→ WHAT TO PRODUCE
Go through the lines below, tally those that include the word "started", and give only the tally.

※ ※ ※

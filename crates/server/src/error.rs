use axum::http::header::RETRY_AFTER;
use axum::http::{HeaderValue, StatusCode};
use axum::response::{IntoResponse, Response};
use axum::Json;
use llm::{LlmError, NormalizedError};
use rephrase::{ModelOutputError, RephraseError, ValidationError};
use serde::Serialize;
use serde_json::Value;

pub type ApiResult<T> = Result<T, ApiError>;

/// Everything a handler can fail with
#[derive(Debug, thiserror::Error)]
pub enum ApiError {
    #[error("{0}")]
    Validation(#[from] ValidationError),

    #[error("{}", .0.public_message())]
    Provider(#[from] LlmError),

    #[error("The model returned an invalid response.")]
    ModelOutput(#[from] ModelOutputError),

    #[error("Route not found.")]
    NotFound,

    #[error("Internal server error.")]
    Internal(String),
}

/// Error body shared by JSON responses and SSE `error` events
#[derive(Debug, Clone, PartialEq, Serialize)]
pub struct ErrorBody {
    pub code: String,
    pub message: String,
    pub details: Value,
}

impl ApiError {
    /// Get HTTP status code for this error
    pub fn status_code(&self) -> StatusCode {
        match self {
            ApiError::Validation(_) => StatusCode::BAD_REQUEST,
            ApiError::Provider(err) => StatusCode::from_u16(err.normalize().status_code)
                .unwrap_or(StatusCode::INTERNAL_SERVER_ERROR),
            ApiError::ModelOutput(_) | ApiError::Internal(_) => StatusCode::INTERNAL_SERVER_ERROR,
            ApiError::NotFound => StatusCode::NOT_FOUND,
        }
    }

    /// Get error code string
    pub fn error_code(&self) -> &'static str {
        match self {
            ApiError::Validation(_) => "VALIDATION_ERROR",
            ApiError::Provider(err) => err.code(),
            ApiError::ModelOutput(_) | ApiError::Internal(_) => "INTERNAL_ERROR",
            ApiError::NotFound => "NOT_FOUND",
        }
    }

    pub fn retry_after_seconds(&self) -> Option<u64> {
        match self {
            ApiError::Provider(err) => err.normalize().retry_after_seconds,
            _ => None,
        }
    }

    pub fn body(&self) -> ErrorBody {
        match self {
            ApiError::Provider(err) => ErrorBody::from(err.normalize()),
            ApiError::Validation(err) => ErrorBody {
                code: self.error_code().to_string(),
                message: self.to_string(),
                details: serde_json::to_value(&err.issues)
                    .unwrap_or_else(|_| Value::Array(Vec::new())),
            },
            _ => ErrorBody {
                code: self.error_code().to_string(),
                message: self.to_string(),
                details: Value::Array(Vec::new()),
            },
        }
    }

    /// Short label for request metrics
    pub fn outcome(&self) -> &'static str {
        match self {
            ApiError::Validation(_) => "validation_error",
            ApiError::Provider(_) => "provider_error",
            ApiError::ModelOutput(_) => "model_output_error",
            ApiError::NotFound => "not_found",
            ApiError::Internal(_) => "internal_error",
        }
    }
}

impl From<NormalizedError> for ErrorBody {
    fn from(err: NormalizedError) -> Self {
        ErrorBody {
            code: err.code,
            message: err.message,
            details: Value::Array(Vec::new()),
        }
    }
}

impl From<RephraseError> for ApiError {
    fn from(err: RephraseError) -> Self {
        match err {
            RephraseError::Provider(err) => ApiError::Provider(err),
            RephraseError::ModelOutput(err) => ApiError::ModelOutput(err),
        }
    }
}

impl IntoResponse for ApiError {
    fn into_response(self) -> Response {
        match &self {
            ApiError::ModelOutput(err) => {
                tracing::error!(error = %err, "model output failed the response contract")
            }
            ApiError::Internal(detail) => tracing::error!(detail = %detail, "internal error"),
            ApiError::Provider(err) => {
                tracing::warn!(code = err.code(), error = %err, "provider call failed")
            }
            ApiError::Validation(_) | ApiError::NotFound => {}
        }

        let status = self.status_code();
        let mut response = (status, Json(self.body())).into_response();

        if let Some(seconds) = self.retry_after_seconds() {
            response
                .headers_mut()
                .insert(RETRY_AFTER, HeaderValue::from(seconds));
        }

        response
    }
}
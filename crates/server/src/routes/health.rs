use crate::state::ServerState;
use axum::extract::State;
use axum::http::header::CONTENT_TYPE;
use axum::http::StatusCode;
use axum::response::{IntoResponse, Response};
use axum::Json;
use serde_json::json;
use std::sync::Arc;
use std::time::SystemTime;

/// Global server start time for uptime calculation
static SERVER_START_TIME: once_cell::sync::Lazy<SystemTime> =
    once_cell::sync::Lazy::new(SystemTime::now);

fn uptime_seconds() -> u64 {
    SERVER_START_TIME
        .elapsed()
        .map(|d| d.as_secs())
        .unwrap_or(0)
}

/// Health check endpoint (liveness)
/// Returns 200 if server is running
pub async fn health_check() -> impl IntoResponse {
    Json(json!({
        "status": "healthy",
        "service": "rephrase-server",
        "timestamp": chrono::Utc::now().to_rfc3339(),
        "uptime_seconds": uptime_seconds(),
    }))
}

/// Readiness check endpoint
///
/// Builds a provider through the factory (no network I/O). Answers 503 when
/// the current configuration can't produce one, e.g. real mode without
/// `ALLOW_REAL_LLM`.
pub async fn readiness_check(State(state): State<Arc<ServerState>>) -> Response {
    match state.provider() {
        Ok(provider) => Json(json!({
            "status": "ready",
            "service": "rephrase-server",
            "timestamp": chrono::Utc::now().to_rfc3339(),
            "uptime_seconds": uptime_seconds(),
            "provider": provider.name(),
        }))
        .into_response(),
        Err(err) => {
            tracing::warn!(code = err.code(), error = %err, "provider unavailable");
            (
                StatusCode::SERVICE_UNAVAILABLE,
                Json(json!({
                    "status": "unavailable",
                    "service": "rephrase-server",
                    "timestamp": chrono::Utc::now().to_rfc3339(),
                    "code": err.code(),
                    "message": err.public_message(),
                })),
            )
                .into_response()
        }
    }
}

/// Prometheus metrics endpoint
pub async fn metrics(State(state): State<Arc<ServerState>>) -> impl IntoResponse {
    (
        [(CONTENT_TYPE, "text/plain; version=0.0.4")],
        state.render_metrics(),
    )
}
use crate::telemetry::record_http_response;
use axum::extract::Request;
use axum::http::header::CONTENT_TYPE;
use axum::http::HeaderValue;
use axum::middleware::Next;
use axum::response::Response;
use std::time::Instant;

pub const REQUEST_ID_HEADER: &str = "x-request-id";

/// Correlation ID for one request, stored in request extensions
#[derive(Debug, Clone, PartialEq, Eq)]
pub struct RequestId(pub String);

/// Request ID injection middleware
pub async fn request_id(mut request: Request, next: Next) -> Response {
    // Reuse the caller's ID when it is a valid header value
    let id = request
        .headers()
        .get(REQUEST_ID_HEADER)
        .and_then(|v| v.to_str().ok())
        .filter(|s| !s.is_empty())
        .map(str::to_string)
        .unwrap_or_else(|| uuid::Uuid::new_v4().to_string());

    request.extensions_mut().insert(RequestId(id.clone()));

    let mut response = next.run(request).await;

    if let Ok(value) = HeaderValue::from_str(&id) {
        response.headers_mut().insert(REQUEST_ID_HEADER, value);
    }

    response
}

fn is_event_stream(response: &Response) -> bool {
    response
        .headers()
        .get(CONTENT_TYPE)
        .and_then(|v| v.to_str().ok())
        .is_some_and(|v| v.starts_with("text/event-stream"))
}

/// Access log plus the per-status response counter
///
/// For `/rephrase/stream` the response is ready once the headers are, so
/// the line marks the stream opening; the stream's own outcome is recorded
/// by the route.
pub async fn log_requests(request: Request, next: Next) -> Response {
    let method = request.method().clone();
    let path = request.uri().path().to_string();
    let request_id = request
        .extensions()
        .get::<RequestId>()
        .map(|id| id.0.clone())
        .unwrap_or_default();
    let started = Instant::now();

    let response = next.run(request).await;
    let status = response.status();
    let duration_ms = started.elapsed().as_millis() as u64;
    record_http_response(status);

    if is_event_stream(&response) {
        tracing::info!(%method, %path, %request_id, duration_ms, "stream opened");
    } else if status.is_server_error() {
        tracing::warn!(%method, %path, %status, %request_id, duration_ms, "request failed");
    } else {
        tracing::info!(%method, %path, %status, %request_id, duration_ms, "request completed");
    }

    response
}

※ ※ ※

→ SOLUTION FOR THIS TASK
2